Kommentierte Presseschau von Volker Bahl vom 25.6.2016Grafik zum Brexit von Joachim Römer - wir danken!

Ja, das wird jetzt wohl die ganz große Frage: Was hat der Brexit jetzt mit der Finanzkrise von 2008 gemeinsam – wenn seine Wirkung so verdammt ähnlich ist?

Und der „Sinn“ von solchen Referenden ist wohl, dass sich die Leute mit etwas beschäftigen, wozu sie noch nie Lust hatten (https://twitter.com/GoogleTrends/status/746303118820937728 externer Link) – wenn auch jetzt wohl etwas „zu spät“…

Die SPD ergreift diese Brexit-Gelegenheit beim Schopfe – um „erste“ Antworten zu geben: durch eine Konferenz für Europa am 2. Juli: (https://anmeldung.spd.de/v/10346 externer Link) und möchte dazu Flugblätter verteilen (https://www.spd.de/fileadmin/Dokumente/Flugblaetter/2016_Q2/FB_20160624_brexit_oL.pdf externer Link pdf. Siehe weiter dazu das Papier von Gabriel und Schulz in dem Abschnitt „Hat Europa noch eine Zukunft, ohne von Grund auf neu gestaltet zu werden“. (= weiter unten)). Dazu kommt jetzt noch Griechenland, das leicht ein Opfer des Brexit werden könnte, aber jetzt wieder leicht vergessen wird (= siehe unten im Text…). Zunächst kommen die Folgen des Brexit – so einen Tag danach – noch recht deutlich daher.

Wie es zum Brexit kam – und was dann – zunächst – daraus folgte?

Und am 23. Juni 2016 war die Brexit-Entscheidung: Remain or not remain, that`s the question (ach, schon Shakespear hatte – damals – einen Einigungsprozess auch vor Augen, den er oft so dramatisch spiegelte) (http://www.theguardian.com/politics/eu-referendum externer Link).

Die zwei hervorstechenden klaren Merkmale des Brexit: „verrückte“ Finanzmärkte und eine junge Generation ohne Einfluss auf ihre Zukunft

A) Die Finanzmärkte spielen verrückt – und das Pfund fällt auf ein historisches Tief – und die Börsenkurse gaben so stark nach wie nach dem Ausbruch der globalen Finanzkrise 2008 nicht mehr (http://www.sueddeutsche.de/wirtschaft/brexit-abstimmung-britisches-pfund-faellt-auf-jahres-tief-1.3049232?reduced=true externer Link).

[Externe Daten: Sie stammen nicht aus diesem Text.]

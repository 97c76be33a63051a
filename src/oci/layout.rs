// src/oci/layout.rs

//! On-disk content-addressed blob store
//!
//! Blobs live at `blobs/<algorithm>/<hex>` below the layout root. Identical
//! bytes always land at the same path, so a blob that is already present is
//! never rewritten and independent writers of the same content converge.
//! Callers must not modify a blob file after it has been imported.

use super::{Descriptor, Digest, IndexDocument, Manifest, OCI_LAYOUT_MARKER, media_types};
use crate::error::{Error, Result};
use serde::Serialize;
use serde::de::DeserializeOwned;
use std::collections::BTreeSet;
use std::fs::{self, File};
use std::io::{self, BufReader};
use std::path::{Path, PathBuf};
use tracing::{debug, info, warn};

const INDEX_FILE: &str = "index.json";
const LAYOUT_FILE: &str = "oci-layout";

/// An OCI image layout directory
#[derive(Debug, Clone)]
pub struct OciLayout {
    root: PathBuf,
}

impl OciLayout {
    /// Open a layout rooted at `root` without touching the filesystem
    pub fn new(root: impl Into<PathBuf>) -> Self {
        Self { root: root.into() }
    }

    /// Create the layout skeleton: marker file and blob directory
    ///
    /// Safe to call on an existing layout.
    pub fn init(root: impl Into<PathBuf>) -> Result<Self> {
        let layout = Self::new(root);
        fs::create_dir_all(layout.root.join("blobs").join("sha256"))?;
        fs::write(layout.root.join(LAYOUT_FILE), OCI_LAYOUT_MARKER)?;
        debug!("Initialized OCI layout at {}", layout.root.display());
        Ok(layout)
    }

    pub fn root(&self) -> &Path {
        &self.root
    }

    pub fn index_path(&self) -> PathBuf {
        self.root.join(INDEX_FILE)
    }

    /// Deterministic location of a blob: `blobs/<algo>/<hex>`
    pub fn blob_path(&self, digest: &Digest) -> PathBuf {
        self.root
            .join("blobs")
            .join(digest.algorithm())
            .join(digest.hex())
    }

    /// Read a blob's bytes
    pub fn read_blob(&self, descriptor: &Descriptor) -> Result<Vec<u8>> {
        Ok(fs::read(self.blob_path(&descriptor.digest))?)
    }

    /// Read a blob and parse it as JSON
    pub fn read_json<T: DeserializeOwned>(&self, descriptor: &Descriptor) -> Result<T> {
        let file = File::open(self.blob_path(&descriptor.digest))?;
        Ok(serde_json::from_reader(BufReader::new(file))?)
    }

    /// Store bytes under their SHA-256 digest
    ///
    /// Returns a descriptor carrying only digest and size; the caller sets
    /// media type and annotations.
    pub fn write_blob(&self, bytes: &[u8]) -> Result<Descriptor> {
        let digest = Digest::sha256(bytes);
        let path = self.blob_path(&digest);

        if !path.exists() {
            self.write_atomically(&path, |file| {
                io::Write::write_all(file, bytes)?;
                Ok(())
            })?;
            debug!("Stored blob {} ({} bytes)", digest, bytes.len());
        }

        Ok(Descriptor::new("", digest, bytes.len() as u64))
    }

    /// Serialize a value as JSON and store it as a blob
    pub fn write_json<T: Serialize>(&self, value: &T, media_type: &str) -> Result<Descriptor> {
        let bytes = serde_json::to_vec_pretty(value)?;
        let mut descriptor = self.write_blob(&bytes)?;
        descriptor.media_type = media_type.to_string();
        Ok(descriptor)
    }

    /// Move a file into the store under its SHA-256 digest
    ///
    /// The file is hashed while streaming and renamed into place, falling
    /// back to copy-and-delete across filesystems.
    pub fn import_file(&self, source: &Path) -> Result<Descriptor> {
        let (digest, size) = Digest::sha256_reader(BufReader::new(File::open(source)?))?;
        let path = self.blob_path(&digest);

        if path.exists() {
            fs::remove_file(source)?;
        } else {
            self.ensure_blob_dir(&path)?;
            move_file(source, &path).map_err(|e| Error::BlobWriteFailure {
                path: path.clone(),
                reason: e.to_string(),
            })?;
            debug!("Imported {} as blob {}", source.display(), digest);
        }

        Ok(Descriptor::new("", digest, size))
    }

    /// Read and classify `index.json`
    pub fn read_index(&self) -> Result<IndexDocument> {
        let file = File::open(self.index_path())?;
        let value: serde_json::Value = serde_json::from_reader(BufReader::new(file))?;
        IndexDocument::from_value(value).ok_or_else(|| Error::ManifestNotFound(self.root.clone()))
    }

    /// Replace `index.json`
    pub fn write_index(&self, index: &IndexDocument) -> Result<()> {
        let bytes = serde_json::to_vec_pretty(index)?;
        let path = self.index_path();
        self.write_atomically(&path, |file| {
            io::Write::write_all(file, &bytes)?;
            Ok(())
        })
    }

    /// Locate the package manifest of this layout
    ///
    /// A multi-manifest index is scanned for the first manifest that carries
    /// the package triple; a bare manifest is accepted when it carries the
    /// triple itself.
    pub fn manifest(&self) -> Result<Manifest> {
        match self.read_index()? {
            IndexDocument::Index(index) => {
                for entry in &index.manifests {
                    if entry.media_type != media_types::IMAGE_MANIFEST {
                        continue;
                    }
                    let manifest: Manifest = self.read_json(entry)?;
                    if manifest.is_package_manifest() && !manifest.layers.is_empty() {
                        return Ok(manifest);
                    }
                }
            }
            IndexDocument::Manifest(manifest) => {
                if manifest.is_package_manifest() && !manifest.layers.is_empty() {
                    return Ok(manifest);
                }
            }
        }

        Err(Error::ManifestNotFound(self.root.clone()))
    }

    /// Delete every blob not reachable from `index.json`
    ///
    /// Returns the digests that were removed. A manifest that cannot be read
    /// fails the whole collection before anything is deleted, and an index
    /// entry that is not an image manifest (a nested index, say) leaves the
    /// layout untouched.
    pub fn gc(&self) -> Result<Vec<Digest>> {
        let mut live = BTreeSet::new();

        match self.read_index()? {
            IndexDocument::Index(index) => {
                for entry in &index.manifests {
                    if entry.media_type != media_types::IMAGE_MANIFEST {
                        warn!(
                            "Not collecting {}: index references {} {}",
                            self.root.display(),
                            entry.media_type,
                            entry.digest
                        );
                        return Ok(Vec::new());
                    }
                    live.insert(entry.digest.clone());
                    let manifest: Manifest = self.read_json(entry)?;
                    mark_manifest(&manifest, &mut live);
                }
            }
            IndexDocument::Manifest(manifest) => mark_manifest(&manifest, &mut live),
        }

        let mut removed = Vec::new();
        let blobs_dir = self.root.join("blobs");
        if !blobs_dir.exists() {
            return Ok(removed);
        }

        for algorithm_dir in fs::read_dir(&blobs_dir)? {
            let algorithm_dir = algorithm_dir?;
            if !algorithm_dir.file_type()?.is_dir() {
                continue;
            }
            let algorithm = algorithm_dir.file_name().to_string_lossy().to_string();

            for blob in fs::read_dir(algorithm_dir.path())? {
                let blob = blob?;
                let name = blob.file_name().to_string_lossy().to_string();
                let Ok(digest) = format!("{}:{}", algorithm, name).parse::<Digest>() else {
                    continue;
                };
                if !live.contains(&digest) {
                    fs::remove_file(blob.path())?;
                    removed.push(digest);
                }
            }
        }

        info!(
            "Garbage collected {} unreferenced blob(s) in {}",
            removed.len(),
            self.root.display()
        );
        Ok(removed)
    }

    fn ensure_blob_dir(&self, path: &Path) -> Result<()> {
        if let Some(parent) = path.parent() {
            fs::create_dir_all(parent).map_err(|e| Error::BlobWriteFailure {
                path: path.to_path_buf(),
                reason: e.to_string(),
            })?;
        }
        Ok(())
    }

    /// Write through a temporary sibling file and rename it into place
    fn write_atomically<F>(&self, path: &Path, write: F) -> Result<()>
    where
        F: FnOnce(&mut File) -> io::Result<()>,
    {
        self.ensure_blob_dir(path)?;
        let parent = path.parent().unwrap_or(&self.root);

        let to_failure = |e: io::Error| Error::BlobWriteFailure {
            path: path.to_path_buf(),
            reason: e.to_string(),
        };

        let mut temp = tempfile::NamedTempFile::new_in(parent).map_err(to_failure)?;
        write(temp.as_file_mut()).map_err(to_failure)?;
        temp.persist(path).map_err(|e| to_failure(e.error))?;
        Ok(())
    }
}

fn mark_manifest(manifest: &Manifest, live: &mut BTreeSet<Digest>) {
    live.insert(manifest.config.digest.clone());
    for layer in &manifest.layers {
        live.insert(layer.digest.clone());
    }
}

/// Rename, or copy and delete when source and target are on different
/// filesystems
pub(crate) fn move_file(from: &Path, to: &Path) -> io::Result<()> {
    match fs::rename(from, to) {
        Ok(()) => Ok(()),
        Err(e) if e.kind() == io::ErrorKind::CrossesDevices => {
            fs::copy(from, to)?;
            fs::remove_file(from)
        }
        Err(e) => Err(e),
    }
}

Dabei hatten diesen „Einbruch“ die Fachleute wie 1.) Soros (http://www.sueddeutsche.de/news/politik/eu-brexitinvestor-guru-soros-warnt-vor-schwarzem-freitag-dpa.urn-newsml-dpa-com-20090101-160621-99-389228 externer Link) – Wunschdenken hatte eben nicht geholfen – und 2.) wie die Bank of England (http://www.sueddeutsche.de/news/politik/eu-brexitbank-of-england-warnt-vor-pfund-absturz-dpa.urn-newsml-dpa-com-20090101-160616-99-336506 externer Link) dieses Mal – im Gegensatz zu 2008 – schon längst vorhergesagt.

Muss das heißen, dass der britische Wähler sich gegen die Herrschaft der Finanzmärkte – die eben auch politisch bisher unangefochten war – ausgesprochen hat?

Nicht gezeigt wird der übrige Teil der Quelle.